Those figures weren’t much different than the 3.1% who took the same action in 2008.

Digging Deeper

Vanguard’s researchers—Cynthia A. Pagliaro and Stephen P. Utkus—dug deeper into the trend, noting that a month-by-month analysis of participants who stopped contributions uncovered a “seasonal pattern, with the number of those ending contributions increasing toward the end of the calendar year.”

The study notes that more research is needed to fully understand that dynamic, but noted that “it may be just a coincidence that the rate of discontinued contributions rises near the holidays, typically a time of competing spending priorities.” However, the researchers do acknowledge that perhaps the most prominent feature in the month-by-month analysis is the jump in those ending contributions in November. “One likely explanation is that participants were reacting to exceptional market volatility during that month,” they note.

Demographic Dynamics

Compared with participants who maintain their contribution levels, active participants who ceased making contributions tend to be slightly younger and less tenured, with lower household incomes. “At the same time,” Vanguard notes, “more than three-quarters of those ending contributions had household incomes of $50,000 or more, suggesting that the decision to stop saving is not isolated to lower-earnings households.”

Over three years, participants who continued to save in these plans (excluding new hires during the 2006 to 2008 period) saw contributions grow by 5% to 10%, though that increase reflects both wage increases and any increase in contribution rates.

As for what might account for the differences between this study and the others noted above, Vanguard says that might be due to a couple of factors:

  • Other survey results include any type of retirement saving, “and so it reports on individuals ending discretionary retirement savings programs, like an occasional contribution to a savings or investment account;” or
  • The other survey data are “partially capturing changes in intentions—households that were thinking of saving but chose not to.”

The Vanguard researchers also acknowledge the gap between self-reported behavior in surveys versus the reality in action evidenced on the recordkeeping systems where those intentions may—or may not—be acted on.


Vanguard’s “Research Note: Participant decisions to stop contributions 2006–2008” is available here.

 

Retirement a More Distant Dream for Some

A survey commissioned by ING Direct found that almost half of respondents are clueless about how much they need to retire.

The survey indicated that four in 10 Americans believe the current economic climate will force them to retire up to 10 years later than expected or not at all.
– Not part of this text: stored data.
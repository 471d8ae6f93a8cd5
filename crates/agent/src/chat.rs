//! Question answering over the vector index.
//!
//! # Flow
//!
//! 1. Similarity search for the question
//! 2. Relevance filter (threshold + gap cutoff)
//! 3. Context budget (greedy prefix, annotated documents)
//! 4. Prompt assembly and a single provider completion

use std::sync::Arc;

use buddybot_config::{AppConfig, LlmConfig};
use buddybot_core::chat::{Answer, Header, Question};
use buddybot_core::document::AnnotatedDocument;
use buddybot_core::provider::{PromptMessage, Provider, ProviderRequest, Usage};
use buddybot_core::store::SimilaritySearch;
use tracing::{debug, info, warn};

use crate::context::{ContextBudgeter, TokenBudget};
use crate::prompt::answer_prompt;
use crate::relevance::{RelevanceConfig, RelevanceFilter};

/// Reply used when retrieval or generation fails.
pub const FALLBACK_ANSWER: &str =
    "Sorry, I could not retrieve an answer right now. Please try again later.";

/// Result of answering one question.
#[derive(Debug, Clone)]
pub struct ChatOutcome {
    pub answer: Answer,
    /// The context documents placed into the prompt.
    pub context: Vec<AnnotatedDocument>,
    /// Hits returned by similarity search.
    pub retrieved: usize,
    /// Hits admitted by the relevance filter.
    pub relevant: usize,
    /// Relevant hits that did not fit in the budget.
    pub dropped: usize,
    /// Estimated prompt tokens.
    pub used_tokens: usize,
    pub usage: Option<Usage>,
}

/// Answers questions with retrieved context.
pub struct ChatService {
    search: Arc<dyn SimilaritySearch>,
    provider: Arc<dyn Provider>,
    filter: RelevanceFilter,
    budgeter: ContextBudgeter,
    header: Header,
    model: String,
    temperature: f32,
    max_response_tokens: Option<u32>,
}

impl ChatService {
    pub fn new(
        search: Arc<dyn SimilaritySearch>,
        provider: Arc<dyn Provider>,
        header: Header,
    ) -> Self {
        let llm = LlmConfig::default();
        Self {
            search,
            provider,
            filter: RelevanceFilter::default(),
            budgeter: ContextBudgeter::new(TokenBudget::default()),
            header,
            model: llm.model,
            temperature: llm.temperature,
            max_response_tokens: None,
        }
    }

    /// Wire a service from the application configuration.
    pub fn from_config(
        config: &AppConfig,
        search: Arc<dyn SimilaritySearch>,
        provider: Arc<dyn Provider>,
    ) -> Self {
        Self::new(search, provider, Header::new(&config.prompts.answer_header))
            .with_relevance(RelevanceConfig::from(&config.retrieval))
            .with_budget(TokenBudget::new(config.budget.max_tokens))
            .with_model(&config.llm.model, config.llm.temperature)
            .with_max_response_tokens(config.llm.max_response_tokens)
    }

    pub fn with_relevance(mut self, config: RelevanceConfig) -> Self {
        self.filter = RelevanceFilter::new(config);
        self
    }

    pub fn with_budget(mut self, budget: TokenBudget) -> Self {
        self.budgeter = ContextBudgeter::new(budget);
        self
    }

    pub fn with_model(mut self, model: impl Into<String>, temperature: f32) -> Self {
        self.model = model.into();
        self.temperature = temperature;
        self
    }

    pub fn with_max_response_tokens(mut self, max_tokens: u32) -> Self {
        self.max_response_tokens = Some(max_tokens);
        self
    }

    /// Search, filter, budget and generate.
    ///
    /// An empty context is not an error: the model is still asked and is
    /// expected to answer that no information was found.
    pub async fn answer(&self, question: &Question) -> buddybot_core::Result<ChatOutcome> {
        info!(model = %self.model, "Answering question");

        let hits = self.search.search(question.as_str()).await?;
        let retrieved = hits.len();

        let relevant = self.filter.filter(&hits)?;
        let relevant_count = relevant.len();

        let budgeted = self
            .budgeter
            .budget(self.header.as_str(), question.as_str(), relevant);

        debug!(
            retrieved,
            relevant = relevant_count,
            selected = budgeted.documents.len(),
            used_tokens = budgeted.used_tokens,
            "Context prepared"
        );

        let prompt = answer_prompt(&self.header, question, &budgeted.documents);
        let response = self
            .provider
            .complete(ProviderRequest {
                model: self.model.clone(),
                messages: vec![PromptMessage::user(prompt)],
                temperature: self.temperature,
                max_tokens: self.max_response_tokens,
            })
            .await?;

        info!(
            context = budgeted.documents.len(),
            model = %response.model,
            "Answer generated"
        );

        Ok(ChatOutcome {
            answer: Answer::new(response.content),
            context: budgeted.documents,
            retrieved,
            relevant: relevant_count,
            dropped: budgeted.dropped,
            used_tokens: budgeted.used_tokens,
            usage: response.usage,
        })
    }

    /// Like [`answer`](Self::answer), but any failure degrades to
    /// [`FALLBACK_ANSWER`].
    pub async fn answer_or_fallback(&self, question: &Question) -> Answer {
        match self.answer(question).await {
            Ok(outcome) => outcome.answer,
            Err(e) => {
                warn!(error = %e, "Answering failed, returning fallback");
                Answer::new(FALLBACK_ANSWER)
            }
        }
    }
}

#[cfg(test)]
mod tests {
    use super::*;
    use crate::test_helpers::{ScriptedProvider, StaticSearch, hit};
    use buddybot_core::error::ProviderError;

    fn service(hits: Vec<buddybot_core::ScoredDocument>, provider: Arc<ScriptedProvider>) -> ChatService {
        ChatService::new(Arc::new(StaticSearch::new(hits)), provider, Header::new("HEADER"))
            .with_relevance(RelevanceConfig::new(1.2, 0.3))
    }

    #[tokio::test]
    async fn answers_with_filtered_context() {
        let provider = Arc::new(ScriptedProvider::replying("It is Ada."));
        let svc = service(
            vec![hit("A", 0.1), hit("B", 0.15), hit("C", 0.5), hit("D", 1.5)],
            provider.clone(),
        );

        let outcome = svc.answer(&Question::new("Who?")).await.unwrap();
        assert_eq!(outcome.answer.as_str(), "It is Ada.");
        assert_eq!(outcome.retrieved, 4);
        assert_eq!(outcome.relevant, 2);
        assert_eq!(outcome.context.len(), 2);

        let prompt = provider.last_prompt().unwrap();
        assert!(prompt.starts_with("HEADER\n\n\nWho?\n\n\nMetadata: "));
        assert!(prompt.contains("Content: A"));
        assert!(prompt.contains("Content: B"));
        assert!(!prompt.contains("Content: C"));
    }

    #[tokio::test]
    async fn empty_context_still_generates() {
        let provider = Arc::new(ScriptedProvider::replying("Information not found"));
        let svc = service(vec![hit("far", 3.0)], provider.clone());
        let outcome = svc.answer(&Question::new("Q")).await.unwrap();
        assert!(outcome.context.is_empty());
        assert_eq!(provider.calls(), 1);
    }

    #[tokio::test]
    async fn missing_distance_propagates() {
        let provider = Arc::new(ScriptedProvider::replying("unused"));
        let bare = buddybot_core::ScoredDocument::new("x", Default::default());
        let svc = service(vec![bare], provider.clone());
        let err = svc.answer(&Question::new("Q")).await.unwrap_err();
        assert!(matches!(err, buddybot_core::Error::Retrieval(_)));
        assert_eq!(provider.calls(), 0);
    }

    #[tokio::test]
    async fn fallback_on_provider_error() {
        let provider = Arc::new(ScriptedProvider::failing(ProviderError::Timeout("slow".into())));
        let svc = service(vec![hit("A", 0.1)], provider);
        let answer = svc.answer_or_fallback(&Question::new("Q")).await;
        assert_eq!(answer.as_str(), FALLBACK_ANSWER);
    }

    #[tokio::test]
    async fn fallback_on_search_error() {
        let provider = Arc::new(ScriptedProvider::replying("unused"));
        let svc = ChatService::new(Arc::new(StaticSearch::failing()), provider, Header::new("H"));
        let answer = svc.answer_or_fallback(&Question::new("Q")).await;
        assert_eq!(answer.as_str(), FALLBACK_ANSWER);
    }

    #[tokio::test]
    async fn tight_budget_drops_context() {
        let provider = Arc::new(ScriptedProvider::replying("ok"));
        let svc = service(vec![hit("A", 0.1)], provider).with_budget(TokenBudget::new(3));
        let outcome = svc.answer(&Question::new("Q")).await.unwrap();
        assert!(outcome.context.is_empty());
        assert_eq!(outcome.dropped, 1);
    }

    #[test]
    fn from_config_uses_configured_model() {
        let mut config = AppConfig::default();
        config.llm.model = "gpt-4o-mini".into();
        let provider = Arc::new(ScriptedProvider::replying("ok"));
        let svc = ChatService::from_config(&config, Arc::new(StaticSearch::new(vec![])), provider);
        assert_eq!(svc.model, "gpt-4o-mini");
        assert_eq!(svc.budgeter.token_budget().max_tokens, 128_000);
    }

    #[test]
    fn new_uses_default_llm_settings() {
        let provider = Arc::new(ScriptedProvider::replying("ok"));
        let svc = service(vec![], provider);
        let llm = LlmConfig::default();
        assert_eq!(svc.model, llm.model);
        assert_eq!(svc.temperature, llm.temperature);
    }
}
//! Prompt context sizing.
//!
//! Relevant documents are annotated with their metadata and packed, in rank
//! order, under a fixed token ceiling shared with the instruction header and
//! the question.

pub mod budgeter;
pub mod token;

pub use budgeter::{BudgetedContext, ContextBudgeter, TokenBudget};
pub use token::{CharRatioEstimator, TextSizeEstimator, estimate_tokens};
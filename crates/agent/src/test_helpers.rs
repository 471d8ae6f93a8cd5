//! Shared test doubles for the service tests.

use async_trait::async_trait;
use buddybot_core::document::{Metadata, ScoredDocument};
use buddybot_core::error::{ProviderError, StoreError};
use buddybot_core::provider::{Provider, ProviderRequest, ProviderResponse, Usage};
use buddybot_core::store::SimilaritySearch;
use std::sync::Mutex;

/// A provider that always gives the same reply (or error) and records prompts.
pub struct ScriptedProvider {
    reply: Result<String, ProviderError>,
    prompts: Mutex<Vec<String>>,
}

impl ScriptedProvider {
    pub fn replying(text: &str) -> Self {
        Self {
            reply: Ok(text.into()),
            prompts: Mutex::new(Vec::new()),
        }
    }

    pub fn failing(error: ProviderError) -> Self {
        Self {
            reply: Err(error),
            prompts: Mutex::new(Vec::new()),
        }
    }

    pub fn calls(&self) -> usize {
        self.prompts.lock().unwrap().len()
    }

    pub fn last_prompt(&self) -> Option<String> {
        self.prompts.lock().unwrap().last().cloned()
    }
}

#[async_trait]
impl Provider for ScriptedProvider {
    fn name(&self) -> &str {
        "scripted"
    }

    async fn complete(&self, request: ProviderRequest) -> Result<ProviderResponse, ProviderError> {
        let prompt = request
            .messages
            .iter()
            .map(|m| m.content.as_str())
            .collect::<Vec<_>>()
            .join("\n");
        self.prompts.lock().unwrap().push(prompt);

        let content = self.reply.clone()?;
        Ok(ProviderResponse {
            content,
            usage: Some(Usage {
                prompt_tokens: 10,
                completion_tokens: 5,
                total_tokens: 15,
            }),
            model: request.model,
        })
    }
}

/// Similarity search returning a fixed result set.
pub struct StaticSearch {
    hits: Option<Vec<ScoredDocument>>,
}

impl StaticSearch {
    pub fn new(hits: Vec<ScoredDocument>) -> Self {
        Self { hits: Some(hits) }
    }

    pub fn failing() -> Self {
        Self { hits: None }
    }
}

#[async_trait]
impl SimilaritySearch for StaticSearch {
    async fn search(&self, _query: &str) -> Result<Vec<ScoredDocument>, StoreError> {
        self.hits
            .clone()
            .ok_or_else(|| StoreError::QueryFailed("index unavailable".into()))
    }
}

/// A hit with `content` at `distance` and no other metadata.
pub fn hit(content: &str, distance: f64) -> ScoredDocument {
    ScoredDocument::with_distance(content, Metadata::new(), distance)
}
More than 60% of respondents are significantly more concerned about saving enough money for retirement and having the right type of retirement plan than they were six months ago, according to a press release of the results. However, 21% are contributing less to retirement than they were last year.

In addition, the survey revealed that despite the economic turmoil, 65% of those surveyed have not adjusted their retirement investments.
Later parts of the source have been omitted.